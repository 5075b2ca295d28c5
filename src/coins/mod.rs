mod api;
mod model;
mod wire;

pub use model::{Coin, DisplayableNumber};

use crate::core::{CcClient, NetResult};

/// A builder for listing the coins the API tracks.
pub struct CoinsBuilder {
    client: CcClient,
}

impl CoinsBuilder {
    /// Creates a new `CoinsBuilder`.
    pub fn new(client: &CcClient) -> Self {
        Self {
            client: client.clone(),
        }
    }

    /// Executes the request and returns the coins in ranking order.
    ///
    /// # Errors
    ///
    /// Returns the classified `NetworkError` if the request fails, the server answers
    /// with a non-2xx status, or the body does not match the expected shape.
    #[cfg_attr(feature = "tracing", tracing::instrument(skip(self), err))]
    pub async fn fetch(self) -> NetResult<Vec<Coin>> {
        api::fetch_coins(&self.client).await
    }
}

» **Exercise objective**:
Print every record above exactly as written.

» **Exercise result**:
repository 5075b2ca295d28c5
filename src/coins/mod.rs
mod api;
mod model;
mod wire;

pub use model::{Coin, DisplayableNumber};

use crate::core::{CcClient, NetResult};

/// A builder for listing the coins the API tracks.
pub struct CoinsBuilder {
    client: CcClient,
}

impl CoinsBuilder {
    /// Creates a new `CoinsBuilder`.
    pub fn new(client: &CcClient) -> Self {
        Self {
            client: client.clone(),
        }
    }

    /// Executes the request and returns the coins in ranking order.
    ///
    /// # Errors
    ///
    /// Returns the classified `NetworkError` if the request fails, the server answers
    /// with a non-2xx status, or the body does not match the expected shape.
    #[cfg_attr(feature = "tracing", tracing::instrument(skip(self), err))]
    pub async fn fetch(self) -> NetResult<Vec<Coin>> {
        api::fetch_coins(&self.client).await
    }
}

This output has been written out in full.